Firstly I have taken an anti-violence stance on this issue and especially on the Middle East, concerning Israel and Palestine. The use of "we" in my statement above, includes me in the WAR, while I condemn the protestors in their support of Palestinian violence. That was where I slipped. And Bad too. I am not for the war. However people must have reasons to oppose war and to be in support of war. I was making the distinction that protestors should protest against Saddam to leave, this would greaten their chances of eschewing a war and would be a plus for Iraqis. I didn't mean that you have to go and support the war nor do I want you to Zatamon and its defenitely not my war.
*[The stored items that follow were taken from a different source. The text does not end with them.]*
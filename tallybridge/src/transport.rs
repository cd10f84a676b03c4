//! UDP multicast transport for tally state.
//!
//! Every cycle, the full [TallyStateBuffer] is sent as a single datagram.
//! There are no acknowledgements or retries: a lost datagram is replaced by
//! the next cycle's.
use crate::{
    protocol::{TallyStateBuffer, PAYLOAD_LENGTH},
    Error, Result,
};
use std::net::{Ipv4Addr, SocketAddr, SocketAddrV4};
use tokio::net::UdpSocket;

/// Address used to find the internet facing network adapter. Nothing is sent
/// to it.
const ROUTE_PROBE_ADDR: SocketAddrV4 = SocketAddrV4::new(Ipv4Addr::new(8, 8, 8, 8), 80);

/// Multicast destination and socket options.
#[derive(Debug, Clone, PartialEq, Eq)]
#[cfg_attr(feature = "clap", derive(clap::Args))]
pub struct BroadcastConfig {
    /// Multicast group the tally lights listen on.
    #[cfg_attr(feature = "clap", arg(long, default_value_t = BroadcastConfig::DEFAULT_GROUP))]
    pub group: Ipv4Addr,

    /// UDP port the tally lights listen on.
    #[cfg_attr(
        feature = "clap",
        arg(long = "mcast-port", default_value_t = BroadcastConfig::DEFAULT_PORT)
    )]
    pub port: u16,

    /// Multicast time-to-live (hop limit).
    #[cfg_attr(feature = "clap", arg(long, default_value_t = BroadcastConfig::DEFAULT_TTL))]
    pub ttl: u32,

    /// IPv4 address of the local network adapter to use, for hosts with
    /// multiple adapters.
    #[cfg_attr(feature = "clap", arg(long))]
    pub interface: Option<Ipv4Addr>,
}

impl BroadcastConfig {
    pub const DEFAULT_GROUP: Ipv4Addr = Ipv4Addr::new(224, 0, 0, 20);
    pub const DEFAULT_PORT: u16 = 3000;
    pub const DEFAULT_TTL: u32 = 2;

    /// Address datagrams are sent to.
    pub const fn destination(&self) -> SocketAddrV4 {
        SocketAddrV4::new(self.group, self.port)
    }
}

impl Default for BroadcastConfig {
    fn default() -> Self {
        Self {
            group: Self::DEFAULT_GROUP,
            port: Self::DEFAULT_PORT,
            ttl: Self::DEFAULT_TTL,
            interface: None,
        }
    }
}

/// Sends tally state to the multicast group.
///
/// The socket is opened once, and held for the life of the broadcaster.
pub struct TallyBroadcaster {
    sock: UdpSocket,
    dest: SocketAddrV4,
}

impl TallyBroadcaster {
    pub async fn bind(config: &BroadcastConfig) -> Result<Self> {
        let local = SocketAddrV4::new(config.interface.unwrap_or(Ipv4Addr::UNSPECIFIED), 0);
        let sock = UdpSocket::bind(local).await?;
        sock.set_multicast_ttl_v4(config.ttl)?;
        debug!(
            "broadcasting from {:?} to {}, ttl {}",
            sock.local_addr(),
            config.destination(),
            config.ttl
        );

        Ok(Self {
            sock,
            dest: config.destination(),
        })
    }

    #[inline]
    pub const fn destination(&self) -> SocketAddrV4 {
        self.dest
    }

    pub fn local_addr(&self) -> Result<SocketAddr> {
        Ok(self.sock.local_addr()?)
    }

    /// Sends a single tally state datagram.
    pub async fn send(&self, buffer: &TallyStateBuffer) -> Result {
        let payload = buffer.to_payload()?;
        let l = self.sock.send_to(&payload, self.dest).await?;
        if l != payload.len() {
            return Err(Error::InvalidLength);
        }
        Ok(())
    }
}

/// Receives tally state datagrams, as a tally light would.
pub struct TallyListener {
    sock: UdpSocket,
}

impl TallyListener {
    /// Joins the multicast group in `config`.
    pub async fn join(config: &BroadcastConfig) -> Result<Self> {
        let sock = UdpSocket::bind(SocketAddrV4::new(Ipv4Addr::UNSPECIFIED, config.port)).await?;
        sock.join_multicast_v4(
            config.group,
            config.interface.unwrap_or(Ipv4Addr::UNSPECIFIED),
        )?;
        Ok(Self { sock })
    }

    /// Listens for datagrams sent directly to `addr`.
    pub async fn bind(addr: SocketAddrV4) -> Result<Self> {
        let sock = UdpSocket::bind(addr).await?;
        Ok(Self { sock })
    }

    pub fn local_addr(&self) -> Result<SocketAddr> {
        Ok(self.sock.local_addr()?)
    }

    /// Waits for the next datagram, and decodes it.
    ///
    /// Returns the tally state, and the address of the bridge which sent it.
    pub async fn recv(&self) -> Result<(TallyStateBuffer, SocketAddr)> {
        // One byte larger than a payload, so oversized datagrams are caught.
        let mut b = [0u8; PAYLOAD_LENGTH + 1];
        let (l, src) = self.sock.recv_from(&mut b).await?;
        Ok((TallyStateBuffer::from_payload(&b[..l])?, src))
    }
}

/// Finds the IPv4 address of the network adapter with a route to the
/// internet.
pub async fn internet_facing_ipv4() -> Result<Ipv4Addr> {
    let sock = UdpSocket::bind(SocketAddrV4::new(Ipv4Addr::UNSPECIFIED, 0)).await?;
    sock.connect(ROUTE_PROBE_ADDR).await?;
    match sock.local_addr()? {
        SocketAddr::V4(addr) => Ok(*addr.ip()),
        SocketAddr::V6(addr) => {
            error!("expected IPv4 address, got {addr}");
            Err(Error::UnexpectedState)
        }
    }
}
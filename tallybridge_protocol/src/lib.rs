#![doc = include_str!("../README.md")]

#[macro_use]
extern crate lazy_static;
#[macro_use]
extern crate num_derive;

#[macro_use]
extern crate tracing;

mod buffer;
mod directive;
mod error;
mod snapshot;
mod state;

pub use crate::{
    buffer::{TallyStateBuffer, PAYLOAD_LENGTH},
    directive::TallyDirective,
    error::Error,
    snapshot::{ProgramSnapshot, OVERLAY_COUNT},
    state::ReceiverState,
};

/// Maximum number of tally receivers addressable by a broadcast.
pub const MAX_RECEIVERS: usize = 256;

/// Result type.
pub type Result<T = ()> = std::result::Result<T, Error>;
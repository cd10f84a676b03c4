use crate::Error;
use binrw::binrw;
use num_traits::FromPrimitive;
#[cfg(feature = "serde")]
use serde::{Deserialize, Serialize};

/// Tally state of a single receiver.
///
/// States are ordered by priority: a receiver which is [`Live`][Self::Live]
/// is never downgraded to [`Preview`][Self::Preview] or
/// [`Clear`][Self::Clear] within the same buffer.
///
/// ## Wire format
///
/// * `u8`: state (`0`, `1` or `2`)
#[binrw]
#[brw(repr = u8)]
#[derive(
    Default, Debug, FromPrimitive, PartialEq, Eq, PartialOrd, Ord, Clone, Copy, Hash,
)]
#[cfg_attr(feature = "serde", derive(Serialize, Deserialize))]
#[repr(u8)]
pub enum ReceiverState {
    /// Neither on-air nor queued.
    #[default]
    Clear = 0,
    /// Queued on the switcher's preview output (green).
    Preview = 1,
    /// On-air (red).
    Live = 2,
}

impl ReceiverState {
    /// Returns the higher priority of `self` and `other`.
    #[inline]
    pub fn merge(self, other: Self) -> Self {
        self.max(other)
    }
}

impl TryFrom<u8> for ReceiverState {
    type Error = Error;

    fn try_from(value: u8) -> Result<Self, Self::Error> {
        Self::from_u8(value).ok_or(Error::ParameterOutOfRange)
    }
}

impl From<ReceiverState> for u8 {
    fn from(value: ReceiverState) -> Self {
        value as u8
    }
}

#[cfg(test)]
mod test {
    use super::*;
    use crate::Result;

    #[test]
    fn wire_values() -> Result {
        assert_eq!(0u8, ReceiverState::Clear.into());
        assert_eq!(1u8, ReceiverState::Preview.into());
        assert_eq!(2u8, ReceiverState::Live.into());

        assert_eq!(ReceiverState::Live, ReceiverState::try_from(2)?);
        assert!(matches!(
            ReceiverState::try_from(3),
            Err(Error::ParameterOutOfRange)
        ));
        Ok(())
    }

    #[test]
    fn live_wins() {
        use ReceiverState::*;
        assert_eq!(Live, Preview.merge(Live));
        assert_eq!(Live, Live.merge(Preview));
        assert_eq!(Live, Live.merge(Clear));
        assert_eq!(Preview, Clear.merge(Preview));
        assert_eq!(Preview, Preview.merge(Clear));
    }
}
I'm going to sleep but Zatamon, while you argue that protestors stand out in the cold and etc. An american soldier is shipping himself to Iraq to fight a war, he has deeply held convictions too. But that doesn't at all support the protestors plea to stop the war or the soldiers support and participation in one.

I post what I post to learn, I have great humility and wish to learn. BUt you haven't taught me anything. You just asked my emotions to appeal to the cold weather protestors have to stand in. Well how about you appeal to the fact that "baby milk sold to Iraq through the oil-for-food prgram has been found in markets throught the GULF, demosntrating that the Iraqi regime is depriving its people of much-needed goods in order to make an illicit profict"(U.S. Department of State)

OR

"that by 1997, 30 percent of hospital beds were out of use, 75 per cent of all hospital equipment did not work and 25 per cent of Iraq's 1,305 health centers were closed" .(Un Document regarding Iraqi Sanctions)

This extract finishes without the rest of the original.